- [TASK STATEMENT]
Return only the lines running from the top of the entries to the line with "pub struct ClientIp(pub IpAddr);", inclusive, exactly as written.
Top of DATA EXTRACT
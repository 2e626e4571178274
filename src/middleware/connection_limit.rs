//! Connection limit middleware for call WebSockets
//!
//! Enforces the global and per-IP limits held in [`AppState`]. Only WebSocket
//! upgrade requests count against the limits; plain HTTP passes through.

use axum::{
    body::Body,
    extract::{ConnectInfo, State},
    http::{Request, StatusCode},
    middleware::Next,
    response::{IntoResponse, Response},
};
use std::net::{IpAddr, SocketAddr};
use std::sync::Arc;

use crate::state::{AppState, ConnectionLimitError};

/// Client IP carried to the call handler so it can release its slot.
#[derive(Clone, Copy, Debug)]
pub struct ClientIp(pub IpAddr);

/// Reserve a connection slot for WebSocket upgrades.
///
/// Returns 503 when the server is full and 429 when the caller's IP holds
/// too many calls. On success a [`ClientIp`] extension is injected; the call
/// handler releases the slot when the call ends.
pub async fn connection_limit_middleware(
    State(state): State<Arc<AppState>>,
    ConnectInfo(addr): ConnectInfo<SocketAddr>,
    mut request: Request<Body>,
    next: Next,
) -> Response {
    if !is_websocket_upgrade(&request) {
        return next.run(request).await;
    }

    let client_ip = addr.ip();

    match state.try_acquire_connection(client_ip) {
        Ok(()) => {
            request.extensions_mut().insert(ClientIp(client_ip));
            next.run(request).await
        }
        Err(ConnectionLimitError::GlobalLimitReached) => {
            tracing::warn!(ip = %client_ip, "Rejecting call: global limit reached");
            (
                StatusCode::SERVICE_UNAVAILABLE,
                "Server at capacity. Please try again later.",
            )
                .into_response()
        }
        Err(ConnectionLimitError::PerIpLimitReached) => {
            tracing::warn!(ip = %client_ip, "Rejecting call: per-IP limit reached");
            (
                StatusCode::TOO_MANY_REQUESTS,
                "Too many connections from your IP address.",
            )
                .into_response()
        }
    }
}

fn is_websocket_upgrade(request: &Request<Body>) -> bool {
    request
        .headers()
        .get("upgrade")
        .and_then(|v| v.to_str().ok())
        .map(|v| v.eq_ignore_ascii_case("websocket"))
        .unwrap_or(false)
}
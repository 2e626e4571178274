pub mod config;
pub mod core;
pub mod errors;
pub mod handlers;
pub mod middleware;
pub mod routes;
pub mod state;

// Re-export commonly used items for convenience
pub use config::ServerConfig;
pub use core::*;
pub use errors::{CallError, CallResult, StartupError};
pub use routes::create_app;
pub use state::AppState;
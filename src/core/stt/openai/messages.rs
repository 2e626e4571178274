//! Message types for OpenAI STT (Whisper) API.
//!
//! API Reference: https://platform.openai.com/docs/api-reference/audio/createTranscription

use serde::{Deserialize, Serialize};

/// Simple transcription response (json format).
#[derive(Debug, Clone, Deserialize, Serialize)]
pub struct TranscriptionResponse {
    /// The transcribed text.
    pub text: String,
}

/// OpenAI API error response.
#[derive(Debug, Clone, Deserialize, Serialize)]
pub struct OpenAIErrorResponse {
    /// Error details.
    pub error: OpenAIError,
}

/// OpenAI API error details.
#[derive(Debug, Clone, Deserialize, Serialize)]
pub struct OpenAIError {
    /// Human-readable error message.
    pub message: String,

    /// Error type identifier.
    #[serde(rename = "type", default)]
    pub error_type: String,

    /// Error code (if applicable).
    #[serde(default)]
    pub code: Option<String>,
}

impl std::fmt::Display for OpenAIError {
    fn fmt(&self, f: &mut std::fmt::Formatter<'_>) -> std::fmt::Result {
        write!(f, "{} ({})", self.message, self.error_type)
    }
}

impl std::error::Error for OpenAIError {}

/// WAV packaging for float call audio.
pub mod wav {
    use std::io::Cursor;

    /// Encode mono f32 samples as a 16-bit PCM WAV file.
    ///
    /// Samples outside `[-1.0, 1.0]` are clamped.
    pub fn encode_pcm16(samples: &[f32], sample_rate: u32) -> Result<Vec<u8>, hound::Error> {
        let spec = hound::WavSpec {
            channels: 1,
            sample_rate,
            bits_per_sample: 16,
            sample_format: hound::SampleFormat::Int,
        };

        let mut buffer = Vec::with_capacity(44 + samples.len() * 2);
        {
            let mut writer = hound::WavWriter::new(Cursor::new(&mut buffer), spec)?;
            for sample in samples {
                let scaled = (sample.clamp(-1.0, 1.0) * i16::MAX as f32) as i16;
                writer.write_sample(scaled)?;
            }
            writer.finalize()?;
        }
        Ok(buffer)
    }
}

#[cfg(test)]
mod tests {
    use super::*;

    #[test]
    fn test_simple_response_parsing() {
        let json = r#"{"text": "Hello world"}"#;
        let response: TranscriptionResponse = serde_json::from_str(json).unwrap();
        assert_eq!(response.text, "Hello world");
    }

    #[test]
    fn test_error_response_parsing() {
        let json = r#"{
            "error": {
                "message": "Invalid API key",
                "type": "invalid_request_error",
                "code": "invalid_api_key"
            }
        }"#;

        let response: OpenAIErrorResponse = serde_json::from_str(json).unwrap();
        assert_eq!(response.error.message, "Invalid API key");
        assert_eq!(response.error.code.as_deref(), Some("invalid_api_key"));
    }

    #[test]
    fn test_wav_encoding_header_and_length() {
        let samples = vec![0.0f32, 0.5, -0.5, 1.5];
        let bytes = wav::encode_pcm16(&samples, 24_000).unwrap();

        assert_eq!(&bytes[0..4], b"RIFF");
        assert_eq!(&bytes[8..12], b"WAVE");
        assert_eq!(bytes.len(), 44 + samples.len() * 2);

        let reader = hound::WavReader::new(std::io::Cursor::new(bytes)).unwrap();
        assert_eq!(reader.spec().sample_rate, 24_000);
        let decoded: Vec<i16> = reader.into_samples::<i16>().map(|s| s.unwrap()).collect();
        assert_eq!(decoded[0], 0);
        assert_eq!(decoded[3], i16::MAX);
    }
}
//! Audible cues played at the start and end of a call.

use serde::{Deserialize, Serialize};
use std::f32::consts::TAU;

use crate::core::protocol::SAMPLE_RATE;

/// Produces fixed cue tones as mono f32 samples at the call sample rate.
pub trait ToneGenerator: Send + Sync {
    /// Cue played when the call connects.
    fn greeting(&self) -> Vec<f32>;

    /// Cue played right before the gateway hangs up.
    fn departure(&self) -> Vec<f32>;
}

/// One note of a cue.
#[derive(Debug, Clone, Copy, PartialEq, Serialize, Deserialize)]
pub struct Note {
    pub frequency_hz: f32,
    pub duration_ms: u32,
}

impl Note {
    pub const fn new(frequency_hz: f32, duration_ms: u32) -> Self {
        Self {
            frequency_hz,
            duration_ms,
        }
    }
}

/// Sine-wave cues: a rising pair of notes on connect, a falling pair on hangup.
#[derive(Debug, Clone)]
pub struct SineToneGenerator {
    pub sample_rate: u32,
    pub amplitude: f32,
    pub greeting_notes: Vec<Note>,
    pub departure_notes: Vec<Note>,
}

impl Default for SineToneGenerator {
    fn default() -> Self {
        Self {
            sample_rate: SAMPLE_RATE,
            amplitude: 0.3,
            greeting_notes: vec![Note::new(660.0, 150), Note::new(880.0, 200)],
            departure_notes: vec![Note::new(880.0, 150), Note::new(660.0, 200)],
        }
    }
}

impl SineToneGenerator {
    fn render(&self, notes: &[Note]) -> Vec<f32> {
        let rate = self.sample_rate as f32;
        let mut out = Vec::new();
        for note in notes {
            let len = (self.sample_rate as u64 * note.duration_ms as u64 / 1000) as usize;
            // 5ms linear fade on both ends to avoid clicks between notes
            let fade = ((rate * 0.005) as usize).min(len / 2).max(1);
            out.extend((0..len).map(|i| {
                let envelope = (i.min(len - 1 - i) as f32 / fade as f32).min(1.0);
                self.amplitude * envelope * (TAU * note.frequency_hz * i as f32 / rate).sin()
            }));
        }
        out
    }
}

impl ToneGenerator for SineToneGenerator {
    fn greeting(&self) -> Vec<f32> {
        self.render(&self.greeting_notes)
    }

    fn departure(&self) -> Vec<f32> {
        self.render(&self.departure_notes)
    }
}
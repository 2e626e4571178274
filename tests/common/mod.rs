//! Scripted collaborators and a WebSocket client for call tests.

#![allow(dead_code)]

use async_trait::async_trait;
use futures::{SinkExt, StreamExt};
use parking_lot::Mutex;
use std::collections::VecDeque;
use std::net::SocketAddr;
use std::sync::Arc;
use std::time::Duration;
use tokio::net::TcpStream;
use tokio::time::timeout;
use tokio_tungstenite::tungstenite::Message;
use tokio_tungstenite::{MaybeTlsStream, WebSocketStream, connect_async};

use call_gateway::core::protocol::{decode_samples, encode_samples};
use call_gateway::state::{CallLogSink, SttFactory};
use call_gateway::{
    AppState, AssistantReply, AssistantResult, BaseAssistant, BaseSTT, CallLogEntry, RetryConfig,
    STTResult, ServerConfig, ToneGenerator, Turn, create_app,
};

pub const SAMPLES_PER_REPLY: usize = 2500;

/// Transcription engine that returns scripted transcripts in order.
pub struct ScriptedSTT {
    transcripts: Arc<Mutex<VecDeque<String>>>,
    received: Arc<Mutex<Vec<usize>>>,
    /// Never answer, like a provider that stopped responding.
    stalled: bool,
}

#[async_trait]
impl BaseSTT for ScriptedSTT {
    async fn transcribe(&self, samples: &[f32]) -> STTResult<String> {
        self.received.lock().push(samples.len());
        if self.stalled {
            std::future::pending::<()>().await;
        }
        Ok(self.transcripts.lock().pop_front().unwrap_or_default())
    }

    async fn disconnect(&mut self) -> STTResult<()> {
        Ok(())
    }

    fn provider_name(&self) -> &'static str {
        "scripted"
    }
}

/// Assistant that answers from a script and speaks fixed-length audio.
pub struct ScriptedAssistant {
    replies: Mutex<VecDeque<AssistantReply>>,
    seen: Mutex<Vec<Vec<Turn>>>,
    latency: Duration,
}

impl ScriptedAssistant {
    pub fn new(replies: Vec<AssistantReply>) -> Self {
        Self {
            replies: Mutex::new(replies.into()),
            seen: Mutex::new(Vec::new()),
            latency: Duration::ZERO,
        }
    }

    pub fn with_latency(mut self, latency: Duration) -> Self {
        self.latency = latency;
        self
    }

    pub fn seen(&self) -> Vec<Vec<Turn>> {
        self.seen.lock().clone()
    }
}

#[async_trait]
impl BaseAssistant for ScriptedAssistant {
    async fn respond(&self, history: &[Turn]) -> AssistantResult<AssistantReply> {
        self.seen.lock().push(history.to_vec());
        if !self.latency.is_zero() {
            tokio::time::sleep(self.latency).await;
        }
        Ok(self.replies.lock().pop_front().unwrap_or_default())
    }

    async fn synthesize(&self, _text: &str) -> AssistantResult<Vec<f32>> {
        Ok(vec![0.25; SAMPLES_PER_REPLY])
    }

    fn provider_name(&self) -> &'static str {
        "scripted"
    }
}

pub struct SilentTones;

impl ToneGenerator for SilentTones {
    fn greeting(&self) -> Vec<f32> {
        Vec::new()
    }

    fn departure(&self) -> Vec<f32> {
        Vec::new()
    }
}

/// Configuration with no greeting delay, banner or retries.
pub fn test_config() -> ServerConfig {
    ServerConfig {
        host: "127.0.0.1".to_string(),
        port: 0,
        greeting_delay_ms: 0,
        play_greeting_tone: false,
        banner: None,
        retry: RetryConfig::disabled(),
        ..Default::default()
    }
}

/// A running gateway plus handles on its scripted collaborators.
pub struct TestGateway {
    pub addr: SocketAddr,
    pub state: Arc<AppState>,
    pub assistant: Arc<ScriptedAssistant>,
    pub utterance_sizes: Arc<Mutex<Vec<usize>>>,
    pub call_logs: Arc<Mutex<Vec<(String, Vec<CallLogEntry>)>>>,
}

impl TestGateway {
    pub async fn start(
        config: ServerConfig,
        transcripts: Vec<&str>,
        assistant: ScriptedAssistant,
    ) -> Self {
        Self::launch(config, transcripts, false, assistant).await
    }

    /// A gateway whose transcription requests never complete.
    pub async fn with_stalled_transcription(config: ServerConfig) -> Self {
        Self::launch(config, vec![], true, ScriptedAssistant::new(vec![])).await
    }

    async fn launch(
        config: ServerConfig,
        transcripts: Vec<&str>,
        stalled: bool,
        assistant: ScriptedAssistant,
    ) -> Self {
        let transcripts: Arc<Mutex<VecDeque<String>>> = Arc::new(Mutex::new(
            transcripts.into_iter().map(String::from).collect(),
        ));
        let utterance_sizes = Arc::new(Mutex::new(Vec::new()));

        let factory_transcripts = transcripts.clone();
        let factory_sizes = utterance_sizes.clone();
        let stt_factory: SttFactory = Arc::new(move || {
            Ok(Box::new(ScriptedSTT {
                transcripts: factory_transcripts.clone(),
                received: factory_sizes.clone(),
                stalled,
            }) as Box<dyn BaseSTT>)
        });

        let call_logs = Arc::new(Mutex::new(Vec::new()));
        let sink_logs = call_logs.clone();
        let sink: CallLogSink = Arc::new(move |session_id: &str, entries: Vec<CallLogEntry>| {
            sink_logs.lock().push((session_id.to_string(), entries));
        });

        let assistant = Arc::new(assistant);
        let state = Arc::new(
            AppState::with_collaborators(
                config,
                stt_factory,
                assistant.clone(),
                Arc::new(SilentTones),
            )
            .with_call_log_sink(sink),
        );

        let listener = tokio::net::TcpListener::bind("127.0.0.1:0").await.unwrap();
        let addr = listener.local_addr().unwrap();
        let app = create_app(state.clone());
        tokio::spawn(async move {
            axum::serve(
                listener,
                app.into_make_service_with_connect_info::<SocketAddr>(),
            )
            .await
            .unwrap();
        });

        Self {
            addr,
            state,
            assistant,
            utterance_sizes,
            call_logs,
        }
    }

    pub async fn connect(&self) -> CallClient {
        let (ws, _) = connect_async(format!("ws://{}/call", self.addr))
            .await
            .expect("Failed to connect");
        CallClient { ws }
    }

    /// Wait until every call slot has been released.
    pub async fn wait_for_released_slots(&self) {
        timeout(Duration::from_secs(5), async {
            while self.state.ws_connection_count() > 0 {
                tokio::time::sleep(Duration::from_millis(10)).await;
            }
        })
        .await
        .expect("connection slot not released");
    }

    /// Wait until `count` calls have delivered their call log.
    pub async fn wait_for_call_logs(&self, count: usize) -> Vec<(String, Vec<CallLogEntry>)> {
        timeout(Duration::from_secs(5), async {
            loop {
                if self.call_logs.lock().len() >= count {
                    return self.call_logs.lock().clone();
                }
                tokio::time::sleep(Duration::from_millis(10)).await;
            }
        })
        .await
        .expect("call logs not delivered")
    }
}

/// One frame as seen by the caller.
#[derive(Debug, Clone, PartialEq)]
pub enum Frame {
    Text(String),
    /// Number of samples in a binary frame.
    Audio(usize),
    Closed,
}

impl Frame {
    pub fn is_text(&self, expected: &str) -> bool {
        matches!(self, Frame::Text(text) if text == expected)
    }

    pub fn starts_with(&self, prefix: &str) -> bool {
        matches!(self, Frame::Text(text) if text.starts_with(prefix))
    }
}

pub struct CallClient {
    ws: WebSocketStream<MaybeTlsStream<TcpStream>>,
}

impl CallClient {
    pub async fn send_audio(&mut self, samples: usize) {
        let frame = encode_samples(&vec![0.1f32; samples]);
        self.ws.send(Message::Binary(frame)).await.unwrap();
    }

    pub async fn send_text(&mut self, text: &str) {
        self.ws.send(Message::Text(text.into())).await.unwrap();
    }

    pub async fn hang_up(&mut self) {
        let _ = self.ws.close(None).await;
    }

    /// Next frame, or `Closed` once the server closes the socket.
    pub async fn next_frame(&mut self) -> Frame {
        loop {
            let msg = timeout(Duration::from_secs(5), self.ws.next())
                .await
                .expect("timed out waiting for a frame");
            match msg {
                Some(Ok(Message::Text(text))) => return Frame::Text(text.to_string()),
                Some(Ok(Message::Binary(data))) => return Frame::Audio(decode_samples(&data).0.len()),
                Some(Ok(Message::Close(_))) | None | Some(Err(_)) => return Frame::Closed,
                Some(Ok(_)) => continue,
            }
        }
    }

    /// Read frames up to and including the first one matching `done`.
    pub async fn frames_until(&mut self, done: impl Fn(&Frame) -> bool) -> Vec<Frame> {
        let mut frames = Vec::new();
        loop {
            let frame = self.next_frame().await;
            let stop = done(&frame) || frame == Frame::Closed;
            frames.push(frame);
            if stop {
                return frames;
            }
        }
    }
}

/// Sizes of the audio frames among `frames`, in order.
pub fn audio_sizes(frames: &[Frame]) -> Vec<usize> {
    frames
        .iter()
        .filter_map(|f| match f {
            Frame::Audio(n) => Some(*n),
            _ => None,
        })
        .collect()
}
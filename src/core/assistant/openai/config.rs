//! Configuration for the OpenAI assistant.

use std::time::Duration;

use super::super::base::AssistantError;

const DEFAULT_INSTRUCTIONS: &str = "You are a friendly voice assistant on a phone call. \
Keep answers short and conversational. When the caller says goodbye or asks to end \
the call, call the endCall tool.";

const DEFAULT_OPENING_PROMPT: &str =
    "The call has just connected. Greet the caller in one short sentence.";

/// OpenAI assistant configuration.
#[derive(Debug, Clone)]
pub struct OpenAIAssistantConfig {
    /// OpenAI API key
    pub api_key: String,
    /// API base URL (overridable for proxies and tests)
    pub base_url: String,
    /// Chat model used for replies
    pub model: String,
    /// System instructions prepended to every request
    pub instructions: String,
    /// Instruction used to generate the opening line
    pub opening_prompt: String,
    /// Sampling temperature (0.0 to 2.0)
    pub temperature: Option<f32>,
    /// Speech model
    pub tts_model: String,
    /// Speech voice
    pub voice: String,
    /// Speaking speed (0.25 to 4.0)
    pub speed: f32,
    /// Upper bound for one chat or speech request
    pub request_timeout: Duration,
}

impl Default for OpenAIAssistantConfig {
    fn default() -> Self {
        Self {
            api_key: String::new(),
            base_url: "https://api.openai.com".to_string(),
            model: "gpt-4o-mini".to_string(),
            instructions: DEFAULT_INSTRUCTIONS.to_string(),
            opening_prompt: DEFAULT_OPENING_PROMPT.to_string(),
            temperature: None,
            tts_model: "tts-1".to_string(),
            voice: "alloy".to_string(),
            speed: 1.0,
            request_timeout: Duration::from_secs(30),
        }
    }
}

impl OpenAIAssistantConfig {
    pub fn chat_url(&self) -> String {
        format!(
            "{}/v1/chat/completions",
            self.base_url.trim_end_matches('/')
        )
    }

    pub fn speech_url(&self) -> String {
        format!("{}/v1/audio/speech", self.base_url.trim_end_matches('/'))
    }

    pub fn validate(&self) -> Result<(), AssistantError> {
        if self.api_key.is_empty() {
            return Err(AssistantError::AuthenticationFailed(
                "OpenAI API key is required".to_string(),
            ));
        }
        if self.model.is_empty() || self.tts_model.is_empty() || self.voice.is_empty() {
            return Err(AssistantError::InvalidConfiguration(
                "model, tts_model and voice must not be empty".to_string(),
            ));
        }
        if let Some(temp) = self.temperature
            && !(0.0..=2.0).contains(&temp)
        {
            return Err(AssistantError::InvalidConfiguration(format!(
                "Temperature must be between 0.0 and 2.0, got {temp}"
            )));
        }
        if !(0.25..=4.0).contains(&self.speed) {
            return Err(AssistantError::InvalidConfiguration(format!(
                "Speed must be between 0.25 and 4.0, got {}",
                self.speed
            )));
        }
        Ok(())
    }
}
Bottom of DATA EXTRACT
- [SOLUTION]
repository 2e626e4571178274
filename src/middleware/connection_limit.rs
//! Connection limit middleware for call WebSockets
//!
//! Enforces the global and per-IP limits held in [`AppState`]. Only WebSocket
//! upgrade requests count against the limits; plain HTTP passes through.

use axum::{
    body::Body,
    extract::{ConnectInfo, State},
    http::{Request, StatusCode},
    middleware::Next,
    response::{IntoResponse, Response},
};
use std::net::{IpAddr, SocketAddr};
use std::sync::Arc;

use crate::state::{AppState, ConnectionLimitError};

/// Client IP carried to the call handler so it can release its slot.
#[derive(Clone, Copy, Debug)]
pub struct ClientIp(pub IpAddr);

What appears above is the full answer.